Empathy and an Anxiety Disorder

Lately I have had a lot of weird physical symptoms (abdominal and pelvic bloating for a month that gets worse at night, major fatigue on and off, along with some other things). Once I got into my head that it could be something serious, I instantly freaked out thinking “what if it’s ovarian cancer?”. This thought wasn’t as pronounced as the thought/feeling I had that FELT like a “gut feeling” that something was wrong. But I couldn’t tell whether it was a gut feeling or anxiety. I hadn’t actually had anything like this before in regards to health, so it’s a slightly different manifestation of anxiety I’m used to dealing with.

Life Off Prozac

I can see now that my mind’s thoughts instantly becomes much more obsessive now that I am off of antidepressants (prozac is also prescribed for OCD, which is a form of anxiety, and it completely makes sense). This is the second time something has happened that led me from normal mode to WTF SURVIVAL MODE quickly. The last one was a few months ago when some unknown dolt left a note on my car implying that he had been spying on me and also left a fake number which implied he was trying to fuck with me, and I had no idea what he or they were planning to do.

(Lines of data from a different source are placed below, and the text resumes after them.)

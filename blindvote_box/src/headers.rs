use crate::error::Error;

use blindvote::{verify_signed_request, PublicKey};
use rocket::http::Status;
use rocket::request::{FromRequest, Outcome};
use rocket::Request;

/// Signed-request headers: `X-Signature-Key` is a base64 public key and
/// `X-Signature` signs the ASCII `METHOD SP REQUEST-URI`. Required for
/// DELETE; other verbs ignore their absence.
pub struct SignedHeaders {
    pub public_key: PublicKey,
}

#[rocket::async_trait]
impl<'r> FromRequest<'r> for SignedHeaders {
    type Error = Error;

    async fn from_request(req: &'r Request<'_>) -> Outcome<Self, Error> {
        let key = req.headers().get_one("X-Signature-Key");
        let sig = req.headers().get_one("X-Signature");
        let (key, sig) = match (key, sig) {
            (Some(key), Some(sig)) => (key, sig),
            _ => {
                return Outcome::Error((Status::BadRequest, Error::MissingSignatureHeaders));
            }
        };

        let uri = req.uri().to_string();
        match verify_signed_request(
            key.as_bytes(),
            sig.as_bytes(),
            req.method().as_str(),
            &uri,
        ) {
            Ok(public_key) => Outcome::Success(SignedHeaders { public_key }),
            Err(e) => Outcome::Error((Status::BadRequest, e.into())),
        }
    }
}
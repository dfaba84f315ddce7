use crate::build;
use crate::db::{self, Db};

use blindvote::{
    AdminKey, Ballot, DIDPrivateKey, Election, FulfilledSignatureRequest, PrivateKey, PublicKey,
    Signature, SignatureRequest, TagSet, Vote,
};
use chrono::DateTime;
use rocket::http::{Header, Status};
use rocket::local::blocking::Client;
use tempfile::TempDir;

struct TestClerk {
    client: Client,
    admin_rsa: PrivateKey,
    admin_did: DIDPrivateKey,
    _dir: TempDir,
}

fn test_clerk() -> TestClerk {
    let dir = tempfile::tempdir().unwrap();

    let signing_key = PrivateKey::generate(2048).unwrap();
    let key_path = dir.path().join("clerk.pem");
    std::fs::write(&key_path, signing_key.to_pem().unwrap()).unwrap();

    let admin_rsa = PrivateKey::generate(2048).unwrap();
    let admins_path = dir.path().join("admins");
    std::fs::write(&admins_path, admin_rsa.public_key().unwrap().to_string()).unwrap();

    let readme_path = dir.path().join("README");
    std::fs::write(&readme_path, "test election clerk\n").unwrap();

    let admin_did = DIDPrivateKey::generate();
    let db_path = dir.path().join("clerk.db");

    let figment = rocket::Config::figment()
        .merge(("signing_key", key_path.to_string_lossy().to_string()))
        .merge(("admins", admins_path.to_string_lossy().to_string()))
        .merge(("readme", readme_path.to_string_lossy().to_string()))
        .merge(("did_public_key", admin_did.public_key().to_hex()))
        .merge(("database.url", format!("sqlite://{}", db_path.display())));

    let client = Client::tracked(build(figment)).unwrap();
    TestClerk {
        client,
        admin_rsa,
        admin_did,
        _dir: dir,
    }
}

fn signed_headers(key: &PrivateKey, method: &str, uri: &str) -> Vec<Header<'static>> {
    let signature = key
        .sign_raw(format!("{} {}", method, uri).as_bytes())
        .unwrap();
    vec![
        Header::new("X-Signature-Key", key.public_key().unwrap().to_string()),
        Header::new("X-Signature", signature.to_string()),
    ]
}

fn did_election(admin: &DIDPrivateKey, election_id: &str) -> Election {
    let mut election = Election::new(
        election_id,
        DateTime::parse_from_rfc3339("2024-06-01T08:00:00Z").unwrap(),
        DateTime::parse_from_rfc3339("2024-06-01T20:00:00Z").unwrap(),
        Some(TagSet::from_bytes(b"district=7").unwrap()),
        AdminKey::Did(admin.public_key()),
    )
    .unwrap();
    election.sign_did(admin);
    election
}

fn put_election(clerk: &TestClerk, election: &Election) -> Status {
    let uri = format!("/election/{}", election.election_id);
    let body = election.to_string();

    let mut req = clerk.client.put(uri.clone()).body(body);
    for header in signed_headers(&clerk.admin_rsa, "PUT", &uri) {
        req = req.header(header);
    }
    req = req.header(Header::new(
        "X-Public-Key",
        hex::encode(election.public_key.bytes()),
    ));

    req.dispatch().status()
}

#[test]
fn publish_and_fetch_election() {
    let clerk = test_clerk();

    let readme = clerk.client.get("/").dispatch().into_string().unwrap();
    assert_eq!(readme, "test election clerk\n");

    let pem = clerk
        .client
        .get("/publickey")
        .dispatch()
        .into_string()
        .unwrap();
    PublicKey::from_pem(&pem).unwrap();

    let admins = clerk
        .client
        .get("/admins")
        .dispatch()
        .into_string()
        .unwrap();
    assert_eq!(admins, clerk.admin_rsa.public_key().unwrap().to_string());

    let election = did_election(&clerk.admin_did, "gov-2024");
    assert_eq!(put_election(&clerk, &election), Status::Ok);

    let fetched = clerk
        .client
        .get("/election/gov-2024")
        .dispatch()
        .into_string()
        .unwrap();
    assert_eq!(fetched, election.to_string());

    let roll = clerk
        .client
        .get("/election")
        .dispatch()
        .into_string()
        .unwrap();
    assert_eq!(roll, election.to_string());

    assert_eq!(
        clerk.client.get("/election/no-such").dispatch().status(),
        Status::NotFound
    );
}

#[test]
fn rejects_bad_or_unauthorized_elections() {
    let clerk = test_clerk();

    // Bit-flipped self-signature
    let mut tampered = did_election(&clerk.admin_did, "gov-2024");
    let mut sig = tampered.signature.as_ref().unwrap().bytes().to_vec();
    sig[3] ^= 0x01;
    tampered.signature = Some(Signature::from(sig));
    assert_eq!(put_election(&clerk, &tampered), Status::BadRequest);

    // Sealed by a DID key that is not the configured admin
    let outsider = DIDPrivateKey::generate();
    let unauthorized = did_election(&outsider, "gov-2024");
    assert_eq!(put_election(&clerk, &unauthorized), Status::Forbidden);

    // Election ID in the URL must match the body
    let election = did_election(&clerk.admin_did, "gov-2024");
    let uri = "/election/other-election";
    let mut req = clerk.client.put(uri).body(election.to_string());
    for header in signed_headers(&clerk.admin_rsa, "PUT", uri) {
        req = req.header(header);
    }
    req = req.header(Header::new(
        "X-Public-Key",
        hex::encode(election.public_key.bytes()),
    ));
    assert_eq!(req.dispatch().status(), Status::BadRequest);

    // Missing signed-request headers
    let uri = "/election/gov-2024";
    let resp = clerk
        .client
        .put(uri)
        .body(election.to_string())
        .header(Header::new(
            "X-Public-Key",
            hex::encode(election.public_key.bytes()),
        ))
        .dispatch();
    assert_eq!(resp.status(), Status::BadRequest);
}

#[test]
fn sign_and_refuse_double_issuance() {
    let clerk = test_clerk();

    let election = did_election(&clerk.admin_did, "gov-2024");
    assert_eq!(put_election(&clerk, &election), Status::Ok);

    let pem = clerk
        .client
        .get("/publickey")
        .dispatch()
        .into_string()
        .unwrap();
    let clerk_public = PublicKey::from_pem(&pem).unwrap();

    let voter = DIDPrivateKey::generate();
    let mut ballot = Ballot::new(
        "gov-2024",
        "abc",
        Vote::from_choices(vec!["candidate-a", "candidate-b"]).unwrap(),
        None,
    )
    .unwrap();
    let (blind_ballot, unblinder) = ballot.blind(&clerk_public).unwrap();

    let mut request =
        SignatureRequest::new("gov-2024", voter.public_key(), blind_ballot).unwrap();
    request.sign(&voter);
    let body = request.to_string();

    // First request is fulfilled, and the signature actually unblinds
    let resp = clerk.client.post("/sign").body(&body).dispatch();
    assert_eq!(resp.status(), Status::Ok);
    let fulfilled =
        FulfilledSignatureRequest::from_bytes(resp.into_string().unwrap().as_bytes()).unwrap();
    ballot
        .unblind(&clerk_public, fulfilled.ballot_signature, &unblinder)
        .unwrap();
    ballot.verify_blind_signature(&clerk_public).unwrap();

    // An identical second request is refused
    let resp = clerk.client.post("/sign").body(&body).dispatch();
    assert_eq!(resp.status(), Status::BadRequest);
    assert_eq!(
        resp.into_string().unwrap(),
        "already received fulfilled signature request"
    );

    // Exactly one ledger row
    let db = clerk.client.rocket().state::<Db>().unwrap();
    let count = rocket::tokio::runtime::Builder::new_current_thread()
        .enable_all()
        .build()
        .unwrap()
        .block_on(db::count_fulfilled(db, "gov-2024"))
        .unwrap();
    assert_eq!(count, 1);
}

#[test]
fn sign_requires_a_known_election() {
    let clerk = test_clerk();

    let pem = clerk
        .client
        .get("/publickey")
        .dispatch()
        .into_string()
        .unwrap();
    let clerk_public = PublicKey::from_pem(&pem).unwrap();

    let voter = DIDPrivateKey::generate();
    let ballot = Ballot::new(
        "no-such-election",
        "abc",
        Vote::from_choices(vec!["candidate-a"]).unwrap(),
        None,
    )
    .unwrap();
    let (blind_ballot, _) = ballot.blind(&clerk_public).unwrap();

    let mut request =
        SignatureRequest::new("no-such-election", voter.public_key(), blind_ballot).unwrap();
    request.sign(&voter);

    let resp = clerk
        .client
        .post("/sign")
        .body(request.to_string())
        .dispatch();
    assert_eq!(resp.status(), Status::NotFound);
}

Give me a situation where there is vast deep space of possibilities that could be happening and a possible threat of something serious, and my brain will run wild, imagine the worst, and go to great lengths to prepare against it, instantly.

At any rate, the thought of potentially having terminal disease led my mind into an array of thoughts that created a perception and feeling of how I might really feel if that were a reality. In the last week or so I have almost lived it as though it were true. And I unearthed a deep appreciation for everyone and everything close to me. There’s someone very close to me that is one of the most pure people I know, still, even in adulthood. What stands out about him is that he has a massive heart, and it’s to the point where he has a difficult time living among other less sensitive people in this world. He’s very balanced and able to do so, but what he is capable of feeling and experiencing is on a different level than most since he simply has less mental debris in the way holding him down from higher self-realization and general awareness.

The Big Picture

Anyway, I felt the massiveness of his love in my experience of living out the perception of a terminal illness. It’s like it is continuously showing me the big picture. You know every day when you have interactions with others and they vary in their dynamics, some more tense, some less tense, but overall you are just having your daily experiences with others like normal. But then when you look back at the big picture, at the overarching energy that a person has, it gives off a certain consistent quality depending on what kind of person they are; what they’re made of. Well, the overarching energy of this person was so much love and sweetness. The same thing I feel normally on a daily basis, only on a much more massive, big-picture scale. This is different than just simply being over-emotional, because believe me, I know the difference. But many people may not believe what I’m saying if they aren’t spiritually aware – only because they may not be aware of higher vibrations and awareness or higher sensitivity, and what that can feel like.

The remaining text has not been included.